Мы прошли под Пороховой башней и направились в средиземноморский ресторанчик рядом с только что поставленным тогда памятником Кафке – должен же был я как-то отплатить за лекцию и ланч в Дублине! Вера рассказывала о своей поездке по родным местам – своим и покойного мужа, о том, как в тех краях ничего не изменилось, о том, как подозрительно и недобро относятся там к чужакам, о том, как она сама стала здесь чужаком. Их с Петром дочь выходит замуж в Нью-Йорке, куда Вера Ч. и направлялась после ностальгического путешествия в бывший социализм с человеческим лицом. Она не знала, вернется ли сюда еще; многие ее коллеги советовали, выйдя через год на пенсию, купить в Праге квартиру. Мы вели этот печальный разговор за обедом, потом – уже на Парижской улице, на Староместской площади, Вера рассказывала о том, как девять лет назад умер муж, как друзья создали его фонд, как выпустили одну его филологическую книгу, как только что здесь, в Праге вышла его джойсеана… Прощаясь, она пообещала прислать ее мне.
И действительно, прислала. Я не в состоянии прочесть весь Finnegans Wake на том языке, на котором он написан, потому оценить тонкость наблюдений Петра Ш. не смог. Однако два текста привлекли мое внимание. В одном, величиной всего лишь в абзац, автор разбирает джойсовскую фразу, украшенную словами gestapose и to parry of cheekars. В первом он увидел отсылку к «гестапо», во втором – к ЧК. То же самое любимое детище большевиков Петр Ш. обнаружил в фразе Chaka a seagull, услышав в seagull (чайке) нацистское приветствие «Зиг хайль!», а в первом слове – Чрезвычайную комиссию по борьбе с контреволюцией и саботажем (ЧаКа - ЧеКа). Задолго до резолюций смешных европейских организаций, ирландский беглец Джойс прекрасно понимал, что коммунисты и нацисты всегда гуляют парочкой, как шерочка с машерочкой. Кстати, ОГПУ в Finnegans Wake тоже наличествует: “upgo, bobbycop”.

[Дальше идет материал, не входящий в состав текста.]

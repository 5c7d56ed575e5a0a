use std::io::{self, Stderr};
use std::time::Duration;

use anyhow::Result;
use crossterm::{
    event::{self, Event, KeyEvent, KeyEventKind, MouseEvent},
    execute,
    terminal::{disable_raw_mode, enable_raw_mode, EnterAlternateScreen, LeaveAlternateScreen},
};
use futures_util::StreamExt;
use ratatui::{backend::CrosstermBackend, Terminal};
use tokio::sync::mpsc;

/// The TUI draws on stderr so one-shot output on stdout stays scriptable.
pub type Tui = Terminal<CrosstermBackend<Stderr>>;

/// Drives the thinking-dots animation and the pending-reply poll.
const TICK_INTERVAL: Duration = Duration::from_millis(300);

#[derive(Debug)]
pub enum AppEvent {
    Key(KeyEvent),
    Mouse(MouseEvent),
    Resize(u16, u16),
    Tick,
}

/// Funnels terminal input and the tick timer into one channel.
pub struct EventHandler {
    rx: mpsc::UnboundedReceiver<AppEvent>,
    _tx: mpsc::UnboundedSender<AppEvent>,
}

impl EventHandler {
    pub fn new() -> Self {
        let (tx, rx) = mpsc::unbounded_channel();
        let _tx = tx.clone();

        let tx_events = tx.clone();
        tokio::spawn(async move {
            let mut reader = event::EventStream::new();
            loop {
                if let Some(Ok(evt)) = reader.next().await {
                    let app_event = match evt {
                        // Key release/repeat events would double every press
                        Event::Key(key) if key.kind == KeyEventKind::Press => {
                            Some(AppEvent::Key(key))
                        }
                        Event::Key(_) => None,
                        Event::Mouse(mouse) => Some(AppEvent::Mouse(mouse)),
                        Event::Resize(w, h) => Some(AppEvent::Resize(w, h)),
                        _ => None,
                    };

                    if let Some(event) = app_event {
                        if tx_events.send(event).is_err() {
                            break;
                        }
                    }
                }
            }
        });

        let tx_tick = tx.clone();
        tokio::spawn(async move {
            let mut interval = tokio::time::interval(TICK_INTERVAL);
            loop {
                interval.tick().await;
                if tx_tick.send(AppEvent::Tick).is_err() {
                    break;
                }
            }
        });

        Self { rx, _tx }
    }

    pub async fn next(&mut self) -> Option<AppEvent> {
        self.rx.recv().await
    }
}

impl Default for EventHandler {
    fn default() -> Self {
        Self::new()
    }
}

pub fn init() -> Result<Tui> {
    enable_raw_mode()?;
    execute!(io::stderr(), EnterAlternateScreen)?;
    execute!(io::stderr(), crossterm::event::EnableMouseCapture)?;

    let backend = CrosstermBackend::new(io::stderr());
    let terminal = Terminal::new(backend)?;

    Ok(terminal)
}

pub fn restore() -> Result<()> {
    execute!(io::stderr(), crossterm::event::DisableMouseCapture)?;
    execute!(io::stderr(), LeaveAlternateScreen)?;
    disable_raw_mode()?;
    Ok(())
}

/// Restore the terminal before the default panic output, or the message
/// lands on the alternate screen and vanishes with it.
pub fn install_panic_hook() {
    let original_hook = std::panic::take_hook();
    std::panic::set_hook(Box::new(move |panic_info| {
        let _ = restore();
        original_hook(panic_info);
    }));
}
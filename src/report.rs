use serde_json::Value;
use tracing::debug;

/// A reply payload classified into the report it describes.
///
/// The backend attaches at most one recognizable shape per reply; `classify`
/// decides which one. Payload shapes the client does not know yet come
/// through as `Raw` so they still render instead of breaking the chat.
#[derive(Debug, Clone, PartialEq)]
pub enum ReportView {
    /// Aggregate estimated sales and total value for the whole dataset.
    Totals { estimated: f64, value: f64 },
    /// Per-crop sales figures.
    CropSales { rows: Vec<SalesRow> },
    /// Per-zone sales figures.
    ZoneSales { rows: Vec<SalesRow> },
    /// Top performers, in the order the backend ranked them.
    TopCrops { rows: Vec<RankedRow> },
    /// How many records each zone/crop pairing has.
    Distribution { rows: Vec<DistributionRow> },
    /// Unrecognized payload, rendered verbatim.
    Raw(Value),
}

/// One line of a crop- or zone-keyed sales table.
#[derive(Debug, Clone, PartialEq)]
pub struct SalesRow {
    pub label: String,
    pub estimated: f64,
    pub value: f64,
}

#[derive(Debug, Clone, PartialEq)]
pub struct RankedRow {
    pub label: String,
    pub value: f64,
}

#[derive(Debug, Clone, PartialEq)]
pub struct DistributionRow {
    pub zone: String,
    pub crop: String,
    pub count: u64,
}

/// Classify a reply payload into the view it describes.
///
/// Structural tests run in a fixed priority order and the first match wins:
/// totals, crop sales, zone sales, top crops, distribution. A null payload
/// produces no view at all. Recognized keys only match when their value has
/// the expected container shape; everything else lands in `Raw`. Missing or
/// malformed cells read as zero or an empty label, so classification never
/// fails the conversation.
pub fn classify(payload: &Value) -> Option<ReportView> {
    if let (Some(estimated), Some(value)) = (
        payload.get("total_estimated"),
        payload.get("total_value"),
    ) {
        return Some(ReportView::Totals {
            estimated: estimated.as_f64().unwrap_or(0.0),
            value: value.as_f64().unwrap_or(0.0),
        });
    }

    if let Some(items) = payload.get("crop_sales").and_then(Value::as_array) {
        return Some(ReportView::CropSales {
            rows: sales_rows(items, "Crop"),
        });
    }

    if let Some(items) = payload.get("zone_sales").and_then(Value::as_array) {
        return Some(ReportView::ZoneSales {
            rows: sales_rows(items, "ZO"),
        });
    }

    if let Some(mapping) = payload.get("top_crops").and_then(Value::as_object) {
        // Pass-through: rows keep the mapping's own iteration order. The
        // backend sorts before sending; the client must not re-sort.
        let rows = mapping
            .iter()
            .map(|(label, value)| RankedRow {
                label: label.clone(),
                value: value.as_f64().unwrap_or(0.0),
            })
            .collect();
        return Some(ReportView::TopCrops { rows });
    }

    if let Some(items) = payload.get("distribution").and_then(Value::as_array) {
        let rows = items
            .iter()
            .map(|item| DistributionRow {
                zone: text_or_empty(item.get("ZO")),
                crop: text_or_empty(item.get("Crop")),
                count: item.get("count").and_then(Value::as_u64).unwrap_or(0),
            })
            .collect();
        return Some(ReportView::Distribution { rows });
    }

    if payload.is_null() {
        return None;
    }

    debug!("payload did not match any known report shape");
    Some(ReportView::Raw(payload.clone()))
}

fn sales_rows(items: &[Value], label_key: &str) -> Vec<SalesRow> {
    items
        .iter()
        .map(|item| SalesRow {
            label: text_or_empty(item.get(label_key)),
            estimated: number_or_zero(item.get("CME")),
            value: number_or_zero(item.get("YTDPV")),
        })
        .collect()
}

fn number_or_zero(value: Option<&Value>) -> f64 {
    value.and_then(Value::as_f64).unwrap_or(0.0)
}

fn text_or_empty(value: Option<&Value>) -> String {
    value
        .and_then(Value::as_str)
        .unwrap_or_default()
        .to_string()
}
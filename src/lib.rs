// Copyright 2023 Strixpyrr
//
// Licensed under the Apache License, Version 2.0 (the "License");
// you may not use this file except in compliance with the License.
// You may obtain a copy of the License at
//
//     http://www.apache.org/licenses/LICENSE-2.0
//
// Unless required by applicable law or agreed to in writing, software
// distributed under the License is distributed on an "AS IS" BASIS,
// WITHOUT WARRANTIES OR CONDITIONS OF ANY KIND, either express or implied.
// See the License for the specific language governing permissions and
// limitations under the License.

//! A segmented, memory-recycling byte buffer with buffered streams,
//! transformation pipelines, and DEFLATE/GZIP codecs.
//!
//! The storage unit is a fixed-size [`segment::SEGMENT_SIZE`] segment drawn
//! from a two-tier [`pool`]; a [`Buffer`] is a cycle of segments that moves
//! whole segments between buffers instead of copying bytes whenever it can.
//! [`streams::BufferedSource`]/[`streams::BufferedSink`] frame primitive I/O
//! on top of a [`streams::RawSource`]/[`streams::RawSink`], and
//! [`transform::Transformation`] lets a streaming codec like [`codec::gzip`]
//! sit between a buffered stream and its caller without buffering the whole
//! payload in memory.

pub mod byte_str;
pub mod codec;
pub mod error;
pub mod pool;
pub mod streams;
pub mod transform;
pub mod unsafe_cursor;

mod buffer;
mod segment;

pub use buffer::Buffer;
pub use byte_str::ByteString;
pub use error::{Error, Result};
pub use segment::SEGMENT_SIZE;
pub use streams::{BufferedSink, BufferedSource, RawSink, RawSource, ReaderSource, WriterSink};
pub use transform::{Transformation, TransformingSink, TransformingSource};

Книгу, присланную Верой Ч., завершает небольшое эссе «Джойс в изгнании». Там изгнанник Петр Ш. задает вопрос: «Почему Джойс выбрал изгнание? От чего он пытался скрыться?». Странно, что он не вспомнил знаменитой фразы Стивена Дедала: «Я хочу проснуться от кошмара истории». Все они по-разному хотели проснуться от него - или хотя бы сбежать: ирландские францисканцы, Венцеслав Холлар, Стивен Дедал, Джеймс Джойс, Петр Ш., Вера Ч., Ирландия, Чехия. Но «большая история» преследовала их везде; вот отчего мирным осенним днем 2001 года профессор Ч. так испугалась пролетающих в дублинском небе самолетов.